* Exercise goal:
Pick every line from the data below that contains the string "CallerContext" and copy it.

* Recorded data:
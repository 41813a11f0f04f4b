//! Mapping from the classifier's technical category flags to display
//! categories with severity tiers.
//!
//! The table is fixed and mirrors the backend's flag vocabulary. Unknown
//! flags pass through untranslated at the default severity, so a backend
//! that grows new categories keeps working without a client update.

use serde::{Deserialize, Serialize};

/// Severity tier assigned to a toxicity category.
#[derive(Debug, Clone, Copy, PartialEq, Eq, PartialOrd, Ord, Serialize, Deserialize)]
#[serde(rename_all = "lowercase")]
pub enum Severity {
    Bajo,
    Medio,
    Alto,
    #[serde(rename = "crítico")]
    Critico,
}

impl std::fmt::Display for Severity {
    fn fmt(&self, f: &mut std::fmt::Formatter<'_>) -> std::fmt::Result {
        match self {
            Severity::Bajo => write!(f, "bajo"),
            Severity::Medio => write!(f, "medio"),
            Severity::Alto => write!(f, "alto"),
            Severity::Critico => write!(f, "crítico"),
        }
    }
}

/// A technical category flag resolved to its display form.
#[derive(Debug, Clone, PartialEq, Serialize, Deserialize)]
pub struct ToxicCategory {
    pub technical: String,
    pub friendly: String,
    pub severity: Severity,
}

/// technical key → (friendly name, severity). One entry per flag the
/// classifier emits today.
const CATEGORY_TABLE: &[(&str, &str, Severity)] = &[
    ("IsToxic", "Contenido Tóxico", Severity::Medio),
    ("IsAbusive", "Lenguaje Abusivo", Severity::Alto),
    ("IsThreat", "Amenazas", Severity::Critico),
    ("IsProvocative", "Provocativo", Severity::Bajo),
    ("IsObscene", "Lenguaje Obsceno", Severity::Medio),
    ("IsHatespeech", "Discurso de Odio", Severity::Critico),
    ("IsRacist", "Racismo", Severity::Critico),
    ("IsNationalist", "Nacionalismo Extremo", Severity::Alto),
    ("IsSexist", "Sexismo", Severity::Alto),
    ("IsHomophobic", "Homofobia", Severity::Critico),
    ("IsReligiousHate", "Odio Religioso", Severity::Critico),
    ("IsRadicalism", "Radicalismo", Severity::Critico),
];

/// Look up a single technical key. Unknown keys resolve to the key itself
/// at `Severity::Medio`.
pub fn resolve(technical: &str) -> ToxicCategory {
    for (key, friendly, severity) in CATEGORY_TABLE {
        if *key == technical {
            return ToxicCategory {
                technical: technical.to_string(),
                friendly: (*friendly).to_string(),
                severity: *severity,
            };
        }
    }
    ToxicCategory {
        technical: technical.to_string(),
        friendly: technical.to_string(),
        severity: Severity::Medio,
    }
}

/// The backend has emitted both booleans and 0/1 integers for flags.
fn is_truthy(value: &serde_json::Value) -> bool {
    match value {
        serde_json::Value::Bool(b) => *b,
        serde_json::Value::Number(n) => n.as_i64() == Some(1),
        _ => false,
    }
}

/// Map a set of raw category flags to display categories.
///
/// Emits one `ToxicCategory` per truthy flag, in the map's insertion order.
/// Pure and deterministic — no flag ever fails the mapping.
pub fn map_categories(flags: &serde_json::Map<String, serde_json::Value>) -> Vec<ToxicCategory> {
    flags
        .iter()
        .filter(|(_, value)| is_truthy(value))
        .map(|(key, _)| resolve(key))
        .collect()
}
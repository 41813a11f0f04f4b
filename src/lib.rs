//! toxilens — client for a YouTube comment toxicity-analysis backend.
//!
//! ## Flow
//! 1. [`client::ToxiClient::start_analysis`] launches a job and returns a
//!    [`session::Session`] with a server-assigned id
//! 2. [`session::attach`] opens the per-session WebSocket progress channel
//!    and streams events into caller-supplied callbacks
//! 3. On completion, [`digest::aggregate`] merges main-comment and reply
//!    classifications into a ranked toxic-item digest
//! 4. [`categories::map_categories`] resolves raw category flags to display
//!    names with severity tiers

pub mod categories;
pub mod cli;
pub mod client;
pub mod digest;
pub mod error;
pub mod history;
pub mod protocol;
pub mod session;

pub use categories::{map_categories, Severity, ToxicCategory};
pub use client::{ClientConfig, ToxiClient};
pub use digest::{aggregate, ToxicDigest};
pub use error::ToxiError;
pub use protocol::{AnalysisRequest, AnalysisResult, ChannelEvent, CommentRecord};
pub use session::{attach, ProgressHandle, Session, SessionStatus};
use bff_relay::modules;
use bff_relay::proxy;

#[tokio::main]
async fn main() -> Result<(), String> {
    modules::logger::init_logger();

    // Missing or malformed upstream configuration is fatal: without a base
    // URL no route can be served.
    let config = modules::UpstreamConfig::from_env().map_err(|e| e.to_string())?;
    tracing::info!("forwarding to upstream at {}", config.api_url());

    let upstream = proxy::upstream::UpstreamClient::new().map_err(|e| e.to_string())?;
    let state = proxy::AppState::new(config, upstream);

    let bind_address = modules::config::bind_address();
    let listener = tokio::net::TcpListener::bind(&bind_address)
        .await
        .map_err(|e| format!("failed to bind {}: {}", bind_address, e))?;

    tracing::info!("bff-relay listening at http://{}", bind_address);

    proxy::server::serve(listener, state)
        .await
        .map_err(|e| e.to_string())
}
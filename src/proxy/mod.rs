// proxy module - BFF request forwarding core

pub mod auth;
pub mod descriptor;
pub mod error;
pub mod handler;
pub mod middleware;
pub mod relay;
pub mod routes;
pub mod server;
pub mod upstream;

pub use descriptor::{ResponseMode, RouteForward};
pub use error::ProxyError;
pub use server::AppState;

--

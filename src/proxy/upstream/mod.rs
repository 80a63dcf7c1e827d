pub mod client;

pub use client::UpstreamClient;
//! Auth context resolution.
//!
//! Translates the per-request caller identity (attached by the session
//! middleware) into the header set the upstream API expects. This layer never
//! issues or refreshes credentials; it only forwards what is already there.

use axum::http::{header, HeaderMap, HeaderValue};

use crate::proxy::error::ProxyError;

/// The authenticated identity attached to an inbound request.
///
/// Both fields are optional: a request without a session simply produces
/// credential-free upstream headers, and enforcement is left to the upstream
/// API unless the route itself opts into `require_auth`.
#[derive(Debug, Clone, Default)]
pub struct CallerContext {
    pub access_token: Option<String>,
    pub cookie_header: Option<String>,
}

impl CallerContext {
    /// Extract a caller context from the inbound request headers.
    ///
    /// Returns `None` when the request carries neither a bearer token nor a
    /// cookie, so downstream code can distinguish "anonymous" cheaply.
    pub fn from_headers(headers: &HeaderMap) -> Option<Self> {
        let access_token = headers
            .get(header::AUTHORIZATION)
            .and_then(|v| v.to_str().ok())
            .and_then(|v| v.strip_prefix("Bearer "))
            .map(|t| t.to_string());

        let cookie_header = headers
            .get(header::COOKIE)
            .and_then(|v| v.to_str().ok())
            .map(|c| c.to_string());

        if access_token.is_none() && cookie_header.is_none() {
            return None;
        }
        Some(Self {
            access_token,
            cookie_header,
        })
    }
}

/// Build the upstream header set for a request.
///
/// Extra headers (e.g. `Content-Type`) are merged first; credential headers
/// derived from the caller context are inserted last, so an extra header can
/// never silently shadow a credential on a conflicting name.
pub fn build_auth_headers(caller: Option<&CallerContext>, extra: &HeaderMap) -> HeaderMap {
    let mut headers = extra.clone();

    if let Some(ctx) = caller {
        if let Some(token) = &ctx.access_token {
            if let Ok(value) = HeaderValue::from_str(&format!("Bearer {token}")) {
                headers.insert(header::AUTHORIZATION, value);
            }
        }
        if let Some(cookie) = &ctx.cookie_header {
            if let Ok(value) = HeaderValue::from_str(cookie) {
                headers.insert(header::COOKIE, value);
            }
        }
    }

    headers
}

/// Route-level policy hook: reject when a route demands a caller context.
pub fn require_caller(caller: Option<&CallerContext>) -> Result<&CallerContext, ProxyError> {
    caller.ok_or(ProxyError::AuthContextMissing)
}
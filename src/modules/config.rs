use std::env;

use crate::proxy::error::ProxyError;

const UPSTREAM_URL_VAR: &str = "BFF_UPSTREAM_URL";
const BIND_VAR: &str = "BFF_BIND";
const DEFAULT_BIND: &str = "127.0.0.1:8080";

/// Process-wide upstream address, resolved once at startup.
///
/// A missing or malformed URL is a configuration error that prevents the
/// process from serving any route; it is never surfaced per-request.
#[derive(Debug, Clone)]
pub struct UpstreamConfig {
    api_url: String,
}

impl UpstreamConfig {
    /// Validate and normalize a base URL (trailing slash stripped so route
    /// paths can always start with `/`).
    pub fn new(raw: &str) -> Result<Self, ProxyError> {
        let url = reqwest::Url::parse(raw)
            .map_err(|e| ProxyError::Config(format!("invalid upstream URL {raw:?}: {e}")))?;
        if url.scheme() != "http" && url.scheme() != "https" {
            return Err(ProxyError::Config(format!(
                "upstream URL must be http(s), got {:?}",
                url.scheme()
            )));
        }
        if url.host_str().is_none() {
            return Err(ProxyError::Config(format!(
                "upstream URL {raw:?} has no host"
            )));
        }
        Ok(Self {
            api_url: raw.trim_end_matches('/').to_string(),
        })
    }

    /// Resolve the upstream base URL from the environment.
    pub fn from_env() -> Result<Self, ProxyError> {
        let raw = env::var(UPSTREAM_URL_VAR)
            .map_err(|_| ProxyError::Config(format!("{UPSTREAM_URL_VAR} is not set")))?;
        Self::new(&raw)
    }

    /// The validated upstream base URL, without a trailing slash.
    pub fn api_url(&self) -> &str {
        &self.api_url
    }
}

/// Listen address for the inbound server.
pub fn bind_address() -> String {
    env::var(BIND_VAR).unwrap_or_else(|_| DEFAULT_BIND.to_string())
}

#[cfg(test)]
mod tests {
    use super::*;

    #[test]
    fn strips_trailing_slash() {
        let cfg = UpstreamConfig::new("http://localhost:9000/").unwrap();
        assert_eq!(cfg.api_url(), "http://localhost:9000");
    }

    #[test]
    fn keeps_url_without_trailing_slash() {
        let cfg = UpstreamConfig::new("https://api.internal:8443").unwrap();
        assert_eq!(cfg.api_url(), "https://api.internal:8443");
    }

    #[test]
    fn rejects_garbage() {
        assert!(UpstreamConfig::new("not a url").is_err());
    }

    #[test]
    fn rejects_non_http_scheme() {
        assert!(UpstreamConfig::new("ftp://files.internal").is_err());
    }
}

--

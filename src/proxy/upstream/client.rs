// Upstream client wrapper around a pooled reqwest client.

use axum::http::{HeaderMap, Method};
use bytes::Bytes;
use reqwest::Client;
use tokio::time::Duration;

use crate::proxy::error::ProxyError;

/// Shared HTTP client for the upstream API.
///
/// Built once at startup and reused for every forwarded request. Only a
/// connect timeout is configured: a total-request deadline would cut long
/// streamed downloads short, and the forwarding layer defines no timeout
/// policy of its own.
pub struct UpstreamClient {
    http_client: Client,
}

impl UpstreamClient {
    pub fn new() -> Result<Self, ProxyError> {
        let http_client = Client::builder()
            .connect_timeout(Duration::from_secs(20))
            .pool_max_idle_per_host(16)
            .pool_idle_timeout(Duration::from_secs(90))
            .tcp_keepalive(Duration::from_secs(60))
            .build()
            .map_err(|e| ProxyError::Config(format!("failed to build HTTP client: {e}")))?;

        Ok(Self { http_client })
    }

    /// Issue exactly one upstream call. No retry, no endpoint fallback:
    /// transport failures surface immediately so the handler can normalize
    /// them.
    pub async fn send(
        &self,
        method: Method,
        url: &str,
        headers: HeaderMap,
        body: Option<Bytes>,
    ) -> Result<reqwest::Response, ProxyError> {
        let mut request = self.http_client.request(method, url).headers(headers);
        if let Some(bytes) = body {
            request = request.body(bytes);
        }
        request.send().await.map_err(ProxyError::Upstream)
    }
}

* Answer for the task:
pub struct CallerContext {
impl CallerContext {
pub fn build_auth_headers(caller: Option<&CallerContext>, extra: &HeaderMap) -> HeaderMap {
pub fn require_caller(caller: Option<&CallerContext>) -> Result<&CallerContext, ProxyError> {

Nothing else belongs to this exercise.